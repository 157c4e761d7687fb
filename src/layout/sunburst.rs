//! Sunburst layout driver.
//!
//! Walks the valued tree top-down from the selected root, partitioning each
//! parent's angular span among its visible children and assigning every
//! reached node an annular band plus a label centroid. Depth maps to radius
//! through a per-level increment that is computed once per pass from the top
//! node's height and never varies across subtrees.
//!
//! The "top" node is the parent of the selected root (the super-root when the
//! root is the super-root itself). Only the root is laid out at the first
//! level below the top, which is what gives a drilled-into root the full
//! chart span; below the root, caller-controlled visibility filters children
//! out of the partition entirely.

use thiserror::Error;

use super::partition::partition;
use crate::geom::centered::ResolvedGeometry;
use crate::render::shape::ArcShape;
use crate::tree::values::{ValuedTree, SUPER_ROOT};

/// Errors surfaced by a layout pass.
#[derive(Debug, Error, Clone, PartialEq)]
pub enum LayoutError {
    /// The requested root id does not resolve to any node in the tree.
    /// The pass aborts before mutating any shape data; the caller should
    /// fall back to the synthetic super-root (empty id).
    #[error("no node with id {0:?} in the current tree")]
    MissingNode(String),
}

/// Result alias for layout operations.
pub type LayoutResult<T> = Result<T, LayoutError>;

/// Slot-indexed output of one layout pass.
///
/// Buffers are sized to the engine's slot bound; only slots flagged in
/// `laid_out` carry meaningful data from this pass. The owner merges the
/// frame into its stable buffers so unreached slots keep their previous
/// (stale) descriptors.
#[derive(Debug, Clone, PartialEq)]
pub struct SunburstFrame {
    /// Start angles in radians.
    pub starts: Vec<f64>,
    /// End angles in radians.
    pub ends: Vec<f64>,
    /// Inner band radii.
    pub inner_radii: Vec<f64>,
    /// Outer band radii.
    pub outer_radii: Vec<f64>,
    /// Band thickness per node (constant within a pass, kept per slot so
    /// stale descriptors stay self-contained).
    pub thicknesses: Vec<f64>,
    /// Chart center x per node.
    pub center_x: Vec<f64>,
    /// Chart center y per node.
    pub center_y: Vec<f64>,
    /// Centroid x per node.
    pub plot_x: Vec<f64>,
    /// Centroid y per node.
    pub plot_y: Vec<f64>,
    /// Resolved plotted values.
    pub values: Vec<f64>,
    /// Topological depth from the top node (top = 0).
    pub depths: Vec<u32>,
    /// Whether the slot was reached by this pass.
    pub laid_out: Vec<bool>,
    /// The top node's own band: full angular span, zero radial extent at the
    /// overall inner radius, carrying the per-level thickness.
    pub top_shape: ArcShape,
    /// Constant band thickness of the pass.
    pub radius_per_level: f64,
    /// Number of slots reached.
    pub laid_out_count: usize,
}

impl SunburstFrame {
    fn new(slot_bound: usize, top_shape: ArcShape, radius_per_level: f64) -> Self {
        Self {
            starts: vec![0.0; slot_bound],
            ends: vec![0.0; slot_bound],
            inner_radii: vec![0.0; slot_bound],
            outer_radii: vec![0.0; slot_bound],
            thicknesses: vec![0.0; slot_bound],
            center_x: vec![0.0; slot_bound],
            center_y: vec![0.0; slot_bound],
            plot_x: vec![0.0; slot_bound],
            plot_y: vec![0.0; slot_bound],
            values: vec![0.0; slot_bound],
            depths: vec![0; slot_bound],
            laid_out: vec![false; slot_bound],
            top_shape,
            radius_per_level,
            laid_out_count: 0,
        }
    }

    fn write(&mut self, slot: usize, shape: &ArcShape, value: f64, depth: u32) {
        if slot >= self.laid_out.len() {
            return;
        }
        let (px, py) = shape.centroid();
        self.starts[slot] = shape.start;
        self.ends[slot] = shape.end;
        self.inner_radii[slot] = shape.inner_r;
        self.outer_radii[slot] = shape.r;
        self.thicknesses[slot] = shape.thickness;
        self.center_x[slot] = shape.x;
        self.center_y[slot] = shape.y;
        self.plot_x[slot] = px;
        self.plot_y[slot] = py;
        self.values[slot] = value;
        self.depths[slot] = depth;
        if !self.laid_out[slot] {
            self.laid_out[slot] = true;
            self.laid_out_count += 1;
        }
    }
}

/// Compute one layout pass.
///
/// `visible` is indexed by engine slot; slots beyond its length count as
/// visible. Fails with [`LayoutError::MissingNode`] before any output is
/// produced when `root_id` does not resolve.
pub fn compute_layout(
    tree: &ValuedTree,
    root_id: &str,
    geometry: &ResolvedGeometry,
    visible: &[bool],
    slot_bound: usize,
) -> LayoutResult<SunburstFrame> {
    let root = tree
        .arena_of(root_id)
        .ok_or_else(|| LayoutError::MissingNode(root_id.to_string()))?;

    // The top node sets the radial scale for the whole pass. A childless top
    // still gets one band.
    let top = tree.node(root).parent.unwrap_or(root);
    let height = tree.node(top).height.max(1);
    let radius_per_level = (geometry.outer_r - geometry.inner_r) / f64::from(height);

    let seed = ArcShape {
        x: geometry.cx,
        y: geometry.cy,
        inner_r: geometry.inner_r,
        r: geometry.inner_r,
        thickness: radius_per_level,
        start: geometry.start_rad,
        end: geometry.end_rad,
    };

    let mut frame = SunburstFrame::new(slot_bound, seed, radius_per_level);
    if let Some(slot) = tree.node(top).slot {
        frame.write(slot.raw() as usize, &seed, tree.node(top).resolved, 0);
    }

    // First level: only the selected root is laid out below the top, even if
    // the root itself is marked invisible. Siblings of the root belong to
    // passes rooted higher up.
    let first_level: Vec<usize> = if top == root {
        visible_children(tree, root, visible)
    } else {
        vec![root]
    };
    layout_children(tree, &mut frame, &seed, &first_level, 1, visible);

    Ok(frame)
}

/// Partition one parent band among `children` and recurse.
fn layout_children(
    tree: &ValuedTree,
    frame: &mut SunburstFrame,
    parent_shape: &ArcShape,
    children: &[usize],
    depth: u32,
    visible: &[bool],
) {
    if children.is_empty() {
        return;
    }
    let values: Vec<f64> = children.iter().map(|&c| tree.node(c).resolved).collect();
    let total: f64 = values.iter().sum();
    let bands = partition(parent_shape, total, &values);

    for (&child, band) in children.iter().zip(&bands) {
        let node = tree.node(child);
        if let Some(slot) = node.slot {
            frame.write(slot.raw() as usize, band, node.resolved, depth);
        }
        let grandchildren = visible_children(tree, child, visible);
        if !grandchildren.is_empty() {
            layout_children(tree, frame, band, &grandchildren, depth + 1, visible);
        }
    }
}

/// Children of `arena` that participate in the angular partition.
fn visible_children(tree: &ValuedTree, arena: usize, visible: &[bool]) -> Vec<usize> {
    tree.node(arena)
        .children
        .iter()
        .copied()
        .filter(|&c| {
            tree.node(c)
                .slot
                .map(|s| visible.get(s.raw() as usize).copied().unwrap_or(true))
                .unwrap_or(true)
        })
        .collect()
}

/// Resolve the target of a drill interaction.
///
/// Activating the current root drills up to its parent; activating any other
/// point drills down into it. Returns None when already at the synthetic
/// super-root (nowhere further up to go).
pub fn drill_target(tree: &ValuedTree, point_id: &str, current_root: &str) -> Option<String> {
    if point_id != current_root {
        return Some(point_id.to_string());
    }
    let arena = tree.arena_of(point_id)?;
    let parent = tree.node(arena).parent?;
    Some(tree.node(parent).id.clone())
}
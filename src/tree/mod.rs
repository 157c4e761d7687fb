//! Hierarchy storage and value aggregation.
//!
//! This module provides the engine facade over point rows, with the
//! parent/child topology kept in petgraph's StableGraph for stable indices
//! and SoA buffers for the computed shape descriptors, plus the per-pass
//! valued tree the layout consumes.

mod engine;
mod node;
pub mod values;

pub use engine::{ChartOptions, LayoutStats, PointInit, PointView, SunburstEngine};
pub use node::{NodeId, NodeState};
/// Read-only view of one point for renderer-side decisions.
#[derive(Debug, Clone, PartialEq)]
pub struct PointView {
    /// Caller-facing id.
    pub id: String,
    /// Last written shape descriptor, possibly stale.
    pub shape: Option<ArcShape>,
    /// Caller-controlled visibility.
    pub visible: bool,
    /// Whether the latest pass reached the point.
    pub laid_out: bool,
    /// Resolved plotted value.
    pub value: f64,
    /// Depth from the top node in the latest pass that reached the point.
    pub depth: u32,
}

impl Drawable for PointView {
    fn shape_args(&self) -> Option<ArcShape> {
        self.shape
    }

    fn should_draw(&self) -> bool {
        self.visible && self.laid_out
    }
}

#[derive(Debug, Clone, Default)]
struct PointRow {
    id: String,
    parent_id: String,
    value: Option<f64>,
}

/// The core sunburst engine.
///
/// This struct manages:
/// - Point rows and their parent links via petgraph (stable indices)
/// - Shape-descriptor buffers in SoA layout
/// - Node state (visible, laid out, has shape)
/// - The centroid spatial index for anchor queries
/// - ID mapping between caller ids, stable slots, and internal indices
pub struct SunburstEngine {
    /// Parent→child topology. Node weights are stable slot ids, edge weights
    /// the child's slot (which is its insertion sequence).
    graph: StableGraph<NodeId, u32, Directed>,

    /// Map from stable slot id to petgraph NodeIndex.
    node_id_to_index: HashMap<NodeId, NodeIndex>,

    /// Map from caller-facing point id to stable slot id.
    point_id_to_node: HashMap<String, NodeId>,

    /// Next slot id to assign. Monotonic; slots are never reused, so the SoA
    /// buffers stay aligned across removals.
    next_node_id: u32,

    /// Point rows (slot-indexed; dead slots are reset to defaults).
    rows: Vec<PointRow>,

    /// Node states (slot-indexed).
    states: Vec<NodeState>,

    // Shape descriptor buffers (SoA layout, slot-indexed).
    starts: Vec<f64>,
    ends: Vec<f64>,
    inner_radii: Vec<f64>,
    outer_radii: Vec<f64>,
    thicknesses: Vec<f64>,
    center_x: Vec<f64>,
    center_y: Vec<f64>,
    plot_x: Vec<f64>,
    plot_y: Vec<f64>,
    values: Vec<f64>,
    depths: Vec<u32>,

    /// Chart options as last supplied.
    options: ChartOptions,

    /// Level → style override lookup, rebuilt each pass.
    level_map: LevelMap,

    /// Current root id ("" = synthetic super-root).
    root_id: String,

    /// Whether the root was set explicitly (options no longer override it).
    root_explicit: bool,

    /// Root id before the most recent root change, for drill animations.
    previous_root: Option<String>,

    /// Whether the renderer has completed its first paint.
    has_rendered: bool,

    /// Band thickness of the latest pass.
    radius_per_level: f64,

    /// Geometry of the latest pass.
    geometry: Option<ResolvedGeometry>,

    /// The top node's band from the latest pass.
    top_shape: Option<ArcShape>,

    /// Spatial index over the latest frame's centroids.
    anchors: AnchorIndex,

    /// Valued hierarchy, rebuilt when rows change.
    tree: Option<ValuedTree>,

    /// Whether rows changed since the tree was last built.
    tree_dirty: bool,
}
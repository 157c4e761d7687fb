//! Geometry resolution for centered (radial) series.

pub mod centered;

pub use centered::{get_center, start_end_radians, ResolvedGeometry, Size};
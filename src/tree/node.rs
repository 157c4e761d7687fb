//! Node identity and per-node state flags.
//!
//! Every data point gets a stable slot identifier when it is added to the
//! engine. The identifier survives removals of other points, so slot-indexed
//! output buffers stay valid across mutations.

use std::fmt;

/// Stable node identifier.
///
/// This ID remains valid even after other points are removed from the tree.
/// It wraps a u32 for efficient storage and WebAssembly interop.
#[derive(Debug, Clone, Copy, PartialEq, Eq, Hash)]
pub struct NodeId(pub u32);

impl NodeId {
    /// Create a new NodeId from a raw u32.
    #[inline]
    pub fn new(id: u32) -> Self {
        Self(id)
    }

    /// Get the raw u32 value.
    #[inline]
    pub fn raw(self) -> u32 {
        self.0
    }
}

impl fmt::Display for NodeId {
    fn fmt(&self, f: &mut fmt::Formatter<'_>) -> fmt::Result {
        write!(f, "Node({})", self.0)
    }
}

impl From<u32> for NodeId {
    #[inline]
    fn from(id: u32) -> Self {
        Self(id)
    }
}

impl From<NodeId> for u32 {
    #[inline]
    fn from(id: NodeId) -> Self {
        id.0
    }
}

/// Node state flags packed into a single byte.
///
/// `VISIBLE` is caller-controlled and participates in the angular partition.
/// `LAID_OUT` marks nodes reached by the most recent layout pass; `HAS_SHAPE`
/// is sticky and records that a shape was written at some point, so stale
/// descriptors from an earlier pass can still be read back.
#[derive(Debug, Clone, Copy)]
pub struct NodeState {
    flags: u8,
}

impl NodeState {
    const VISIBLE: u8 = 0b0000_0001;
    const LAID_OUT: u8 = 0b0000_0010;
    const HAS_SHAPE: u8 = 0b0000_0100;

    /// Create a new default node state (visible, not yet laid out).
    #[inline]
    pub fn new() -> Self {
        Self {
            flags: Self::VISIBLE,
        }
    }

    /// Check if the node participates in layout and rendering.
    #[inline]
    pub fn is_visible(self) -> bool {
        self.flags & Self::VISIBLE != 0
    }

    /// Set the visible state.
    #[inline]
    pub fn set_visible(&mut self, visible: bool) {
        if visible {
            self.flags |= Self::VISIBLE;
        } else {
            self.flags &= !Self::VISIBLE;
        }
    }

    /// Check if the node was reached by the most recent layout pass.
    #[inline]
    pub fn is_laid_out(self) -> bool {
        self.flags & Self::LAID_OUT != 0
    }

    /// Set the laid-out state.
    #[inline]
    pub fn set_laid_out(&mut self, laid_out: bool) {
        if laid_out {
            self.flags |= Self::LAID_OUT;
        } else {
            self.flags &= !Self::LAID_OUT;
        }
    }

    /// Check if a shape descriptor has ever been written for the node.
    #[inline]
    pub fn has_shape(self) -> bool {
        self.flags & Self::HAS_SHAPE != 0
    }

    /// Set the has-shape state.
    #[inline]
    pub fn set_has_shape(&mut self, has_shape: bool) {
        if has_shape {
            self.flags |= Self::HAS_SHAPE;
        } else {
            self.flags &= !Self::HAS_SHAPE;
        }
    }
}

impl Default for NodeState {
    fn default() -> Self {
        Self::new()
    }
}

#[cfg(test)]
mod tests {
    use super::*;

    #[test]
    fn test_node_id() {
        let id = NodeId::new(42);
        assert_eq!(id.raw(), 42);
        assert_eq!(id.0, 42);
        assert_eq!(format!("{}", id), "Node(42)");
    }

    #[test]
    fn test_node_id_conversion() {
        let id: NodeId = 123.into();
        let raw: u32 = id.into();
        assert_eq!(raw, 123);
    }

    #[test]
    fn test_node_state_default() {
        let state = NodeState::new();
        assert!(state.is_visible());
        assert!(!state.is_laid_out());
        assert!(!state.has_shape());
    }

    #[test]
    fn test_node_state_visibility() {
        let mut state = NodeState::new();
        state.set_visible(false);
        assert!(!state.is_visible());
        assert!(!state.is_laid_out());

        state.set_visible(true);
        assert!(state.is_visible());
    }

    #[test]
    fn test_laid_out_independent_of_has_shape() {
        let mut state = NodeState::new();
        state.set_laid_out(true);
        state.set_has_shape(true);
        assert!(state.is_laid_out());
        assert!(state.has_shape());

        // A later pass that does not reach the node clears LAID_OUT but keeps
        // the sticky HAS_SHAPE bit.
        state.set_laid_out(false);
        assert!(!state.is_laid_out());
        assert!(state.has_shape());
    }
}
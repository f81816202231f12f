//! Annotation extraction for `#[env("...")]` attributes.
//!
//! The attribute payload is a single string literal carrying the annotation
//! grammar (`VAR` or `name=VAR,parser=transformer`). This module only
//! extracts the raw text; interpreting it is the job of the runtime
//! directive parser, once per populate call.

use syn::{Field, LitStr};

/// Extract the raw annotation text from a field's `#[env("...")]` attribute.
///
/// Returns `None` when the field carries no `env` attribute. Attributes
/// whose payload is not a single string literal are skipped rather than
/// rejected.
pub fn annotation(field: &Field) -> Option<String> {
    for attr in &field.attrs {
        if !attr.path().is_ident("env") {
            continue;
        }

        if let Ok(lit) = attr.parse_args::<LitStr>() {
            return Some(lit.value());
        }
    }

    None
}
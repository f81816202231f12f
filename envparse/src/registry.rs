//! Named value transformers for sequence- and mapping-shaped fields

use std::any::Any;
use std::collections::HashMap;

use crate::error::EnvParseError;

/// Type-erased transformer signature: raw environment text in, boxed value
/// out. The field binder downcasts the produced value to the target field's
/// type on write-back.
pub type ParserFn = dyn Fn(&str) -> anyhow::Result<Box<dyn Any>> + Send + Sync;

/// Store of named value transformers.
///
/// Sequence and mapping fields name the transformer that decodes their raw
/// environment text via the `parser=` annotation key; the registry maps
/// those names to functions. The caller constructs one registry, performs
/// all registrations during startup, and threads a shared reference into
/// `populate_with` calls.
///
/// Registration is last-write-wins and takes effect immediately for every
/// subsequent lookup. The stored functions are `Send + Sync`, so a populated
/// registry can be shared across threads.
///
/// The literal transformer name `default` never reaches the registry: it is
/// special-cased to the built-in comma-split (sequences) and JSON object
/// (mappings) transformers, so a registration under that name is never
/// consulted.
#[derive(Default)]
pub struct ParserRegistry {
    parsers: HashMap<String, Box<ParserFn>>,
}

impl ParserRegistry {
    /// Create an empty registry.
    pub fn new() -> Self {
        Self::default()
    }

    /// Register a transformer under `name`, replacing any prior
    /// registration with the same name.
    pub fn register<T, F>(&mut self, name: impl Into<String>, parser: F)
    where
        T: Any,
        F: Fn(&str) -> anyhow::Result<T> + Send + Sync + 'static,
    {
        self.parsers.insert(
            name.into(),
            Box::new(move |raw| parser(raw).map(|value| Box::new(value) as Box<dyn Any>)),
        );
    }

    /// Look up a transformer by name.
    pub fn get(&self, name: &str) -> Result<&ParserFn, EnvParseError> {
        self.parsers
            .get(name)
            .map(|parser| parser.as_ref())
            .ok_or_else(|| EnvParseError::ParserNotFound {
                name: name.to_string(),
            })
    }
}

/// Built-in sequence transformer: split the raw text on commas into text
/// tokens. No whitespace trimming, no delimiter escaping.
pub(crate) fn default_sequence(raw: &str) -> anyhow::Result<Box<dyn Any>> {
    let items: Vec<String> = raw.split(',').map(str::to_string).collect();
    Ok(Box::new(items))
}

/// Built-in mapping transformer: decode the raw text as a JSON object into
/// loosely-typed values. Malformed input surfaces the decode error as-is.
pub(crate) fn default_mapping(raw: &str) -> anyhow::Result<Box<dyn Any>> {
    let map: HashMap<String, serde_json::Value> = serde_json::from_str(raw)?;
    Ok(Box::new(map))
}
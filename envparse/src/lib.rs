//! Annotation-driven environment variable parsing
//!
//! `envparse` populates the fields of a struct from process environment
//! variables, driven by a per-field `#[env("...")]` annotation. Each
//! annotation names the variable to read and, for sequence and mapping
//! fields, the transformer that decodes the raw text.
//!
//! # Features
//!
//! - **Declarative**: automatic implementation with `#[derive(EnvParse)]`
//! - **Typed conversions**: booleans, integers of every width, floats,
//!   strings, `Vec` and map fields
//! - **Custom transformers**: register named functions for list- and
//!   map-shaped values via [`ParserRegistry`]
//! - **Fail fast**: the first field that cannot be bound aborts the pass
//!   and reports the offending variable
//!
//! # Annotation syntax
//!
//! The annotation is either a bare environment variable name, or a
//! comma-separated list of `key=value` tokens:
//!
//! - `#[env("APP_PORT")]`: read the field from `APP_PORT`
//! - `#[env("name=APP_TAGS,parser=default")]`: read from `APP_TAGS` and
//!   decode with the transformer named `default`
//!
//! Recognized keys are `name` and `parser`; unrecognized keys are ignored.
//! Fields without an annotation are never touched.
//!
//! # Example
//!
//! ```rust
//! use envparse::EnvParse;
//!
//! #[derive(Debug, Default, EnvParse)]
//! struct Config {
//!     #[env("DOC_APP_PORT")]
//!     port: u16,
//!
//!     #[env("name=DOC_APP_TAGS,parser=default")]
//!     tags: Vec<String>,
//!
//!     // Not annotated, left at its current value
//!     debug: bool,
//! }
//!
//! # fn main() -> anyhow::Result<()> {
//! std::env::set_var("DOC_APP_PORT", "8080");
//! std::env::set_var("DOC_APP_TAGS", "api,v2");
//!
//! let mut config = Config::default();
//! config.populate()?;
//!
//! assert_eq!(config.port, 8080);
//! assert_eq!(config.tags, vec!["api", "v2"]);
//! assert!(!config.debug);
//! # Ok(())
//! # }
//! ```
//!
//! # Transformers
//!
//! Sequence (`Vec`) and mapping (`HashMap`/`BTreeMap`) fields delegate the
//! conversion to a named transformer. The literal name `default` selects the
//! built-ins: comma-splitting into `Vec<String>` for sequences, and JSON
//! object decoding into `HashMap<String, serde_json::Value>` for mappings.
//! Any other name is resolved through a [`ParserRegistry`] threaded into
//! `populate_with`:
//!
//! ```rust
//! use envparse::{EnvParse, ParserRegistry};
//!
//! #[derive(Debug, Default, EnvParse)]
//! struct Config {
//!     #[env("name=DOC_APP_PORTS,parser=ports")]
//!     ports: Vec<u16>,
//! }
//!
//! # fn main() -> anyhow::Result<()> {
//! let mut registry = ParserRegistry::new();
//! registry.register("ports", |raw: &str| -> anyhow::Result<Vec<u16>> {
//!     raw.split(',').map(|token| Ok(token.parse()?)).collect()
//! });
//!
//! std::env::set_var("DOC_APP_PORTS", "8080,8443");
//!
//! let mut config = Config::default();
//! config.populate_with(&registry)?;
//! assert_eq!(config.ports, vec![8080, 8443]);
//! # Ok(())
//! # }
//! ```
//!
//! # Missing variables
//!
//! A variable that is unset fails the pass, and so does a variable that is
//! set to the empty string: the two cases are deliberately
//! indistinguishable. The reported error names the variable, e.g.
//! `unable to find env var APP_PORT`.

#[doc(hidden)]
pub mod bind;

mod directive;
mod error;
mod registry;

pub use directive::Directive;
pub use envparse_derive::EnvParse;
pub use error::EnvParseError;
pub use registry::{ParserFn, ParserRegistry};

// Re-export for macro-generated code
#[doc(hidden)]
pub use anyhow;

——————————

Task prompt: Among the records above, extract exactly the lines from the line with "further up to go)." to the line with "let parent = tree.node(arena).parent?;", both lines included, and leave out the rest.

Answer to the exercise:
/// super-root (nowhere further up to go).
pub fn drill_target(tree: &ValuedTree, point_id: &str, current_root: &str) -> Option<String> {
    if point_id != current_root {
        return Some(point_id.to_string());
    }
    let arena = tree.arena_of(point_id)?;
    let parent = tree.node(arena).parent?;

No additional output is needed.